THE PROBLEM
Write out the entries again. Match each one exactly.

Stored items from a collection
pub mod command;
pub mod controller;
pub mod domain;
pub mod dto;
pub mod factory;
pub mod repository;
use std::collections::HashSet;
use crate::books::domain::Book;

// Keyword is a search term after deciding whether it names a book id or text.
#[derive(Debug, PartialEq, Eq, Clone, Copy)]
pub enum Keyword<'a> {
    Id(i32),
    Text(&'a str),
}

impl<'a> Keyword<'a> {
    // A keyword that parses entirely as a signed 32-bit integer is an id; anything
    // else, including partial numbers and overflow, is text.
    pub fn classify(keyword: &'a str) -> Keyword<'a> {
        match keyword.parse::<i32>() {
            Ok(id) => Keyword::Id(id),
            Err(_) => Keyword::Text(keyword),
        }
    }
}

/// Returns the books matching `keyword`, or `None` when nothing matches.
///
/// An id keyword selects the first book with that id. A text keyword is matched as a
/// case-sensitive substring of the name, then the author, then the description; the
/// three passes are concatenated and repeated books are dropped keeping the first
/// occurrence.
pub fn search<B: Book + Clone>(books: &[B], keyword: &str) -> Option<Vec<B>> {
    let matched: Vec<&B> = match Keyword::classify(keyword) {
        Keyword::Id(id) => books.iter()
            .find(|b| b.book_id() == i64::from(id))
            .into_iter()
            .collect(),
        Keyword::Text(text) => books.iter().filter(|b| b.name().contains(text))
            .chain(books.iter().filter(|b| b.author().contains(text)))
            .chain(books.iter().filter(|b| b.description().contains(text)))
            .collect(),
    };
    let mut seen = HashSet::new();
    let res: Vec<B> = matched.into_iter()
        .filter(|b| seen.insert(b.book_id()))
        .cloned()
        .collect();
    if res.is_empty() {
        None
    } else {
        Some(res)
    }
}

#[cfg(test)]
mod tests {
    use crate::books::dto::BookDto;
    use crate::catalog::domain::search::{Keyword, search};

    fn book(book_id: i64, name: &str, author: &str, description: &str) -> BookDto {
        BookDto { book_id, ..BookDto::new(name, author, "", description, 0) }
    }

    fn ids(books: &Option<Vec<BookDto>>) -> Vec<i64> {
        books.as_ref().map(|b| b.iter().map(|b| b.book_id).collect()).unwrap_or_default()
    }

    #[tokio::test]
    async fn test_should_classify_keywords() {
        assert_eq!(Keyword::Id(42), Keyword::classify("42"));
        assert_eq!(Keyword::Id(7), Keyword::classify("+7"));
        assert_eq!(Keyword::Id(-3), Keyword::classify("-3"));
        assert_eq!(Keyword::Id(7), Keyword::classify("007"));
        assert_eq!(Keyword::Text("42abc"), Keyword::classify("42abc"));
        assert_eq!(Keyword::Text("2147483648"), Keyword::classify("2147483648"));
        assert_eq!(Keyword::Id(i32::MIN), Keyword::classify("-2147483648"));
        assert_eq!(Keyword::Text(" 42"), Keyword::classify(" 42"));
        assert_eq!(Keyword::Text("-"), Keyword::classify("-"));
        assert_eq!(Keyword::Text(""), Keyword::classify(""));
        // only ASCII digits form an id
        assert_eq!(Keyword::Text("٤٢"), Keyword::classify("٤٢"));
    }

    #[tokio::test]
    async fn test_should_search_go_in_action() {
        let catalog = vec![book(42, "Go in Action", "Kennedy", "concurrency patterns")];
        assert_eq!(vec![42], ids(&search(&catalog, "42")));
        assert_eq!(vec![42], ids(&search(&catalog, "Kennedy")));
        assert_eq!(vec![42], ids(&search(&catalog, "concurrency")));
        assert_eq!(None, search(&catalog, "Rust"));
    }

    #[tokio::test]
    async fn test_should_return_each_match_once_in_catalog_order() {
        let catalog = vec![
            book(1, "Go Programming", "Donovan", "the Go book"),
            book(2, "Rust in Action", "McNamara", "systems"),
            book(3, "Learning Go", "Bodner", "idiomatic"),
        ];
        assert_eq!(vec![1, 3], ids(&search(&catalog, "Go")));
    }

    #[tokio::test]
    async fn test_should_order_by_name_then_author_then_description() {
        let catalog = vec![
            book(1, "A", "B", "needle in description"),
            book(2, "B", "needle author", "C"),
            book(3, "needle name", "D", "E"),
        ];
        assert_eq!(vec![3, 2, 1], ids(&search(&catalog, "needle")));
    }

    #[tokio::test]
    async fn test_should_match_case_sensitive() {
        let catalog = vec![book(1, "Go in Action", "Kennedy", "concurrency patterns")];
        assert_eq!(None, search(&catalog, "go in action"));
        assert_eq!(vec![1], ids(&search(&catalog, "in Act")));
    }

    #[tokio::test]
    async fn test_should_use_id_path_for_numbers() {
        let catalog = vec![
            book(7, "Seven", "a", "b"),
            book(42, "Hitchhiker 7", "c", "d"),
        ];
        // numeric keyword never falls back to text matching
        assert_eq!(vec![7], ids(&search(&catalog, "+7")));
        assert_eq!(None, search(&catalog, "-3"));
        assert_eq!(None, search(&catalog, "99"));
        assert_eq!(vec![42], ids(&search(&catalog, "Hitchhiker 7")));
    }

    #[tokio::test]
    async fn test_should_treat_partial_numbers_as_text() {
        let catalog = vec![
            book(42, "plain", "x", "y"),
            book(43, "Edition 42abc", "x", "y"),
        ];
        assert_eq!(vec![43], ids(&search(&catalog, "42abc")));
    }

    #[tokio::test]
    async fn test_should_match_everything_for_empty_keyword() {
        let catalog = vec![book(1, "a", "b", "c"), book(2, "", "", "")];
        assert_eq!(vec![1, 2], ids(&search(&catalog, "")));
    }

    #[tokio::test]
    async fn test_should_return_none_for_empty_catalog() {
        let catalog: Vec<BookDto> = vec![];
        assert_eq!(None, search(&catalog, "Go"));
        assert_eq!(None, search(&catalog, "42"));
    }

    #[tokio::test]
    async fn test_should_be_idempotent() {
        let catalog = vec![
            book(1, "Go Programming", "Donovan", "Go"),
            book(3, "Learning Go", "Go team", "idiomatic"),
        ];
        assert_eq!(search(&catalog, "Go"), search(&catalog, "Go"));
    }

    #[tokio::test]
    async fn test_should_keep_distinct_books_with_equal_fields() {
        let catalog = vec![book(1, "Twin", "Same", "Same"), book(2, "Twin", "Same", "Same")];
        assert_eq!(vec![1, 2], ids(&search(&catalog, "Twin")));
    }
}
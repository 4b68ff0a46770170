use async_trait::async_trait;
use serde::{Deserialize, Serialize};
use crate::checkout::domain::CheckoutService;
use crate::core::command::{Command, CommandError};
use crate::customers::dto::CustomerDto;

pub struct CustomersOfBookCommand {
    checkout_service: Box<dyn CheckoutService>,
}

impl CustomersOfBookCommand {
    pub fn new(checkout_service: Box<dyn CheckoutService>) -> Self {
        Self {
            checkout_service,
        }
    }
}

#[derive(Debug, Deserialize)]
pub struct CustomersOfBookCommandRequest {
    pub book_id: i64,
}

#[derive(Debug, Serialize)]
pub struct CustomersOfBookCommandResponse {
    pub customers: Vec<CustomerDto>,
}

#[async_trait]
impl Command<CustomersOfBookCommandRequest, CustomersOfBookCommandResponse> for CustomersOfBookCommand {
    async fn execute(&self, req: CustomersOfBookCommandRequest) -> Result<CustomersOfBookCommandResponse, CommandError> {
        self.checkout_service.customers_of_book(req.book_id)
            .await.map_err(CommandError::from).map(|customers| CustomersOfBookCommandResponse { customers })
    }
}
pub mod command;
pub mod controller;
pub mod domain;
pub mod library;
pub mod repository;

RESULT FOR THIS EXERCISE
pub mod command;
pub mod controller;
pub mod domain;
pub mod dto;
pub mod factory;
pub mod repository;
use std::collections::HashSet;
use crate::books::domain::Book;

// Keyword is a search term after deciding whether it names a book id or text.
#[derive(Debug, PartialEq, Eq, Clone, Copy)]
pub enum Keyword<'a> {
    Id(i32),
    Text(&'a str),
}

impl<'a> Keyword<'a> {
    // A keyword that parses entirely as a signed 32-bit integer is an id; anything
    // else, including partial numbers and overflow, is text.
    pub fn classify(keyword: &'a str) -> Keyword<'a> {
        match keyword.parse::<i32>() {
            Ok(id) => Keyword::Id(id),
            Err(_) => Keyword::Text(keyword),
        }
    }
}

/// Returns the books matching `keyword`, or `None` when nothing matches.
///
/// An id keyword selects the first book with that id. A text keyword is matched as a
/// case-sensitive substring of the name, then the author, then the description; the
/// three passes are concatenated and repeated books are dropped keeping the first
/// occurrence.
pub fn search<B: Book + Clone>(books: &[B], keyword: &str) -> Option<Vec<B>> {
    let matched: Vec<&B> = match Keyword::classify(keyword) {
        Keyword::Id(id) => books.iter()
            .find(|b| b.book_id() == i64::from(id))
            .into_iter()
            .collect(),
        Keyword::Text(text) => books.iter().filter(|b| b.name().contains(text))
            .chain(books.iter().filter(|b| b.author().contains(text)))
            .chain(books.iter().filter(|b| b.description().contains(text)))
            .collect(),
    };
    let mut seen = HashSet::new();
    let res: Vec<B> = matched.into_iter()
        .filter(|b| seen.insert(b.book_id()))
        .cloned()
        .collect();
    if res.is_empty() {
        None
    } else {
        Some(res)
    }
}

#[cfg(test)]
mod tests {
    use crate::books::dto::BookDto;
    use crate::catalog::domain::search::{Keyword, search};

    fn book(book_id: i64, name: &str, author: &str, description: &str) -> BookDto {
        BookDto { book_id, ..BookDto::new(name, author, "", description, 0) }
    }

    fn ids(books: &Option<Vec<BookDto>>) -> Vec<i64> {
        books.as_ref().map(|b| b.iter().map(|b| b.book_id).collect()).unwrap_or_default()
    }

    #[tokio::test]
    async fn test_should_classify_keywords() {
        assert_eq!(Keyword::Id(42), Keyword::classify("42"));
        assert_eq!(Keyword::Id(7), Keyword::classify("+7"));
        assert_eq!(Keyword::Id(-3), Keyword::classify("-3"));
        assert_eq!(Keyword::Id(7), Keyword::classify("007"));
        assert_eq!(Keyword::Text("42abc"), Keyword::classify("42abc"));
        assert_eq!(Keyword::Text("2147483648"), Keyword::classify("2147483648"));
        assert_eq!(Keyword::Id(i32::MIN), Keyword::classify("-2147483648"));
        assert_eq!(Keyword::Text(" 42"), Keyword::classify(" 42"));
        assert_eq!(Keyword::Text("-"), Keyword::classify("-"));
        assert_eq!(Keyword::Text(""), Keyword::classify(""));
        // only ASCII digits form an id
        assert_eq!(Keyword::Text("٤٢"), Keyword::classify("٤٢"));
    }

    #[tokio::test]
    async fn test_should_search_go_in_action() {
        let catalog = vec![book(42, "Go in Action", "Kennedy", "concurrency patterns")];
        assert_eq!(vec![42], ids(&search(&catalog, "42")));
        assert_eq!(vec![42], ids(&search(&catalog, "Kennedy")));
        assert_eq!(vec![42], ids(&search(&catalog, "concurrency")));
        assert_eq!(None, search(&catalog, "Rust"));
    }

    #[tokio::test]
    async fn test_should_return_each_match_once_in_catalog_order() {
        let catalog = vec![
            book(1, "Go Programming", "Donovan", "the Go book"),
            book(2, "Rust in Action", "McNamara", "systems"),
            book(3, "Learning Go", "Bodner", "idiomatic"),
        ];
        assert_eq!(vec![1, 3], ids(&search(&catalog, "Go")));
    }

    #[tokio::test]
    async fn test_should_order_by_name_then_author_then_description() {
        let catalog = vec![
            book(1, "A", "B", "needle in description"),
            book(2, "B", "needle author", "C"),
            book(3, "needle name", "D", "E"),
        ];
        assert_eq!(vec![3, 2, 1], ids(&search(&catalog, "needle")));
    }

    #[tokio::test]
    async fn test_should_match_case_sensitive() {
        let catalog = vec![book(1, "Go in Action", "Kennedy", "concurrency patterns")];
        assert_eq!(None, search(&catalog, "go in action"));
        assert_eq!(vec![1], ids(&search(&catalog, "in Act")));
    }

    #[tokio::test]
    async fn test_should_use_id_path_for_numbers() {
        let catalog = vec![
            book(7, "Seven", "a", "b"),
            book(42, "Hitchhiker 7", "c", "d"),
        ];
        // numeric keyword never falls back to text matching
        assert_eq!(vec![7], ids(&search(&catalog, "+7")));
        assert_eq!(None, search(&catalog, "-3"));
        assert_eq!(None, search(&catalog, "99"));
        assert_eq!(vec![42], ids(&search(&catalog, "Hitchhiker 7")));
    }

    #[tokio::test]
    async fn test_should_treat_partial_numbers_as_text() {
        let catalog = vec![
            book(42, "plain", "x", "y"),
            book(43, "Edition 42abc", "x", "y"),
        ];
        assert_eq!(vec![43], ids(&search(&catalog, "42abc")));
    }

    #[tokio::test]
    async fn test_should_match_everything_for_empty_keyword() {
        let catalog = vec![book(1, "a", "b", "c"), book(2, "", "", "")];
        assert_eq!(vec![1, 2], ids(&search(&catalog, "")));
    }

    #[tokio::test]
    async fn test_should_return_none_for_empty_catalog() {
        let catalog: Vec<BookDto> = vec![];
        assert_eq!(None, search(&catalog, "Go"));
        assert_eq!(None, search(&catalog, "42"));
    }

    #[tokio::test]
    async fn test_should_be_idempotent() {
        let catalog = vec![
            book(1, "Go Programming", "Donovan", "Go"),
            book(3, "Learning Go", "Go team", "idiomatic"),
        ];
        assert_eq!(search(&catalog, "Go"), search(&catalog, "Go"));
    }

    #[tokio::test]
    async fn test_should_keep_distinct_books_with_equal_fields() {
        let catalog = vec![book(1, "Twin", "Same", "Same"), book(2, "Twin", "Same", "Same")];
        assert_eq!(vec![1, 2], ids(&search(&catalog, "Twin")));
    }
}
repository 4b68ff0a46770170
use async_trait::async_trait;
use serde::{Deserialize, Serialize};
use crate::checkout::domain::CheckoutService;
use crate::core::command::{Command, CommandError};
use crate::customers::dto::CustomerDto;

pub struct CustomersOfBookCommand {
    checkout_service: Box<dyn CheckoutService>,
}

impl CustomersOfBookCommand {
    pub fn new(checkout_service: Box<dyn CheckoutService>) -> Self {
        Self {
            checkout_service,
        }
    }
}

#[derive(Debug, Deserialize)]
pub struct CustomersOfBookCommandRequest {
    pub book_id: i64,
}

#[derive(Debug, Serialize)]
pub struct CustomersOfBookCommandResponse {
    pub customers: Vec<CustomerDto>,
}

#[async_trait]
impl Command<CustomersOfBookCommandRequest, CustomersOfBookCommandResponse> for CustomersOfBookCommand {
    async fn execute(&self, req: CustomersOfBookCommandRequest) -> Result<CustomersOfBookCommandResponse, CommandError> {
        self.checkout_service.customers_of_book(req.book_id)
            .await.map_err(CommandError::from).map(|customers| CustomersOfBookCommandResponse { customers })
    }
}
pub mod command;
pub mod controller;
pub mod domain;
pub mod library;
pub mod repository;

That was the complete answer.